Emmanuel Gyabuaa

Personal information
- Full name: Manu Emmanuel Gyabuaa
- Date of birth: 21 September 2001 (age 24)
- Place of birth: Parma, Italy
- Height: 1.75 m (5 ft 9 in)
- Position: Midfielder

Team information
- Current team: Salernitana

Youth career
- Parma
- 2015–2020: Atalanta

Senior career*
- Years: Team / Apps / (Gls)
- 2020–2026: Atalanta / 1 / (0)
- 2021–2022: → Perugia (loan) / 6 / (0)
- 2022–2023: → Pescara (loan) / 28 / (1)
- 2023–2025: Atalanta U23 / 74 / (1)
- 2025–2026: → Avellino (loan) / 5 / (0)
- 2026: → Salernitana (loan) / 15 / (0)
- 2026–: Salernitana / 0 / (0)

International career
- 2016: Italy U15 / 5 / (0)
- 2016–2017: Italy U16 / 15 / (1)
- 2017–2018: Italy U17 / 22 / (4)
- 2018–2019: Italy U18 / 9 / (0)
- 2019–2020: Italy U19 / 10 / (0)

Medal record
Representing Italy
UEFA European Under-17 Championship
| Runner-up | England 2018 | U-17 Team |

= Emmanuel Gyabuaa =

Italian footballer (born 2001)

Manu Emmanuel Gyabuaa (born 21 September 2001) is an Italian professional footballer who plays as a midfielder for club Salernitana.

== Club career ==
A youth product of Parma, the club declared bankruptcy in 2015 and Gyabuaa joined the youth academy of Atalanta.
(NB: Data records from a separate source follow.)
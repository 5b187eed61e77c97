//! probe-hub server binary
//!
//! Run with: probe-hub [--bind ADDR] [--queue-capacity N] [--disconnect-slow] [--stats-interval SECS] [--log-json]
//!
//! Subscribe:  curl -N http://localhost:8081/events
//! Publish:    curl -X POST http://localhost:8081/data -d '{"message":"hi","matrix":[[1,2]]}'

use std::net::SocketAddr;
use std::time::Duration;

use clap::Parser;
use probe_hub::server::config::DEFAULT_PORT;
use probe_hub::{HubConfig, ProbeServer, ServerConfig};
use tracing_subscriber::EnvFilter;

#[derive(Parser, Debug)]
#[command(version, about = "Fan probe submissions out to live event-stream subscribers")]
struct Args {
    /// Address to listen on
    #[arg(long, default_value_t = SocketAddr::from(([0, 0, 0, 0], DEFAULT_PORT)))]
    bind: SocketAddr,

    /// Delivery queue capacity per subscriber
    #[arg(long, default_value_t = 1)]
    queue_capacity: usize,

    /// Disconnect subscribers whose queue is full instead of waiting for them
    #[arg(long)]
    disconnect_slow: bool,

    /// Seconds between hub stats log lines
    #[arg(long, default_value_t = 30)]
    stats_interval: u64,

    /// Emit logs as JSON
    #[arg(long)]
    log_json: bool,
}

fn init_logging(json: bool) {
    let filter = EnvFilter::try_from_default_env().unwrap_or_else(|_| EnvFilter::new("info"));
    if json {
        tracing_subscriber::fmt().with_env_filter(filter).json().with_target(true).init();
    } else {
        tracing_subscriber::fmt().with_env_filter(filter).with_target(true).init();
    }
}

#[tokio::main]
async fn main() -> anyhow::Result<()> {
    let args = Args::parse();
    init_logging(args.log_json);

    let mut hub = HubConfig::default().queue_capacity(args.queue_capacity);
    if args.disconnect_slow {
        hub = hub.disconnect_slow();
    }

    let config = ServerConfig::with_addr(args.bind)
        .hub(hub)
        .stats_interval(Duration::from_secs(args.stats_interval));

    let server = ProbeServer::new(config);
    server
        .run_until(async {
            if let Err(e) = tokio::signal::ctrl_c().await {
                tracing::error!(error = %e, "Failed to listen for ctrl-c");
                std::future::pending::<()>().await;
            }
        })
        .await?;

    Ok(())
}
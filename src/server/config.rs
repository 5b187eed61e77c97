//! Server configuration

use std::net::{Ipv4Addr, SocketAddr};
use std::time::Duration;

use crate::hub::HubConfig;

/// Default listening port
pub const DEFAULT_PORT: u16 = 8081;

/// Shortest interval between hub stats log lines
pub const MIN_STATS_INTERVAL: Duration = Duration::from_secs(1);

/// Server configuration options
#[derive(Debug, Clone)]
pub struct ServerConfig {
    /// Address to bind to
    pub bind_addr: SocketAddr,

    /// Hub control loop configuration
    pub hub: HubConfig,

    /// Frames buffered per response body before the streaming loop waits on the socket
    pub sink_buffer: usize,

    /// Largest accepted submission body in bytes
    pub max_body_bytes: usize,

    /// Interval between hub stats log lines
    pub stats_interval: Duration,
}

impl Default for ServerConfig {
    fn default() -> Self {
        Self {
            bind_addr: SocketAddr::from((Ipv4Addr::UNSPECIFIED, DEFAULT_PORT)),
            hub: HubConfig::default(),
            sink_buffer: 16,
            max_body_bytes: 16 * 1024 * 1024, // 16MB
            stats_interval: Duration::from_secs(30),
        }
    }
}

impl ServerConfig {
    /// Create a new config with custom bind address
    pub fn with_addr(addr: SocketAddr) -> Self {
        Self {
            bind_addr: addr,
            ..Default::default()
        }
    }

    /// Set the bind address
    pub fn bind(mut self, addr: SocketAddr) -> Self {
        self.bind_addr = addr;
        self
    }

    /// Set the hub configuration
    pub fn hub(mut self, hub: HubConfig) -> Self {
        self.hub = hub;
        self
    }

    /// Set the per-response frame buffer
    pub fn sink_buffer(mut self, frames: usize) -> Self {
        self.sink_buffer = frames.max(1);
        self
    }

    /// Set the submission body limit
    pub fn max_body_bytes(mut self, bytes: usize) -> Self {
        self.max_body_bytes = bytes;
        self
    }

    /// Set the stats log interval, no shorter than [`MIN_STATS_INTERVAL`]
    pub fn stats_interval(mut self, interval: Duration) -> Self {
        self.stats_interval = interval.max(MIN_STATS_INTERVAL);
        self
    }
}

#[cfg(test)]
mod tests {
    use super::*;
    use crate::hub::DeliveryPolicy;

    #[test]
    fn test_default_config() {
        let config = ServerConfig::default();

        assert_eq!(config.bind_addr.port(), DEFAULT_PORT);
        assert!(config.bind_addr.ip().is_unspecified());
        assert_eq!(config.hub.delivery, DeliveryPolicy::Blocking);
        assert_eq!(config.sink_buffer, 16);
        assert_eq!(config.stats_interval, Duration::from_secs(30));
    }

    #[test]
    fn test_with_addr() {
        let addr: SocketAddr = "127.0.0.1:9000".parse().unwrap();
        let config = ServerConfig::with_addr(addr);

        assert_eq!(config.bind_addr, addr);
    }

    #[test]
    fn test_sink_buffer_has_floor() {
        let config = ServerConfig::default().sink_buffer(0);

        assert_eq!(config.sink_buffer, 1);
    }

    #[test]
    fn test_stats_interval_has_floor() {
        let config = ServerConfig::default().stats_interval(Duration::ZERO);

        assert_eq!(config.stats_interval, MIN_STATS_INTERVAL);
    }

    #[test]
    fn test_builder_chaining() {
        let addr: SocketAddr = "127.0.0.1:8082".parse().unwrap();
        let config = ServerConfig::default()
            .bind(addr)
            .hub(HubConfig::default().queue_capacity(8).disconnect_slow())
            .sink_buffer(4)
            .max_body_bytes(1024)
            .stats_interval(Duration::from_secs(5));

        assert_eq!(config.bind_addr, addr);
        assert_eq!(config.hub.queue_capacity, 8);
        assert_eq!(config.hub.delivery, DeliveryPolicy::DisconnectSlow);
        assert_eq!(config.sink_buffer, 4);
        assert_eq!(config.max_body_bytes, 1024);
        assert_eq!(config.stats_interval, Duration::from_secs(5));
    }
}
He made his professional debut with Atalanta as a substitute a 3–0 Serie A win over Fiorentina on 13 December 2020. In July 2021, Gyabuaa joined Serie B club Perugia on a one-year dry loan.

In July 2022, Gyabuaa joined Serie C club Pescara on a one-year loan.

On 13 July 2025, he was loaned by Avellino in Serie B, with an option to buy.

== International career ==
Born in Italy, Gyabuaa is of Ghanaian descent. He is a youth international for Italy.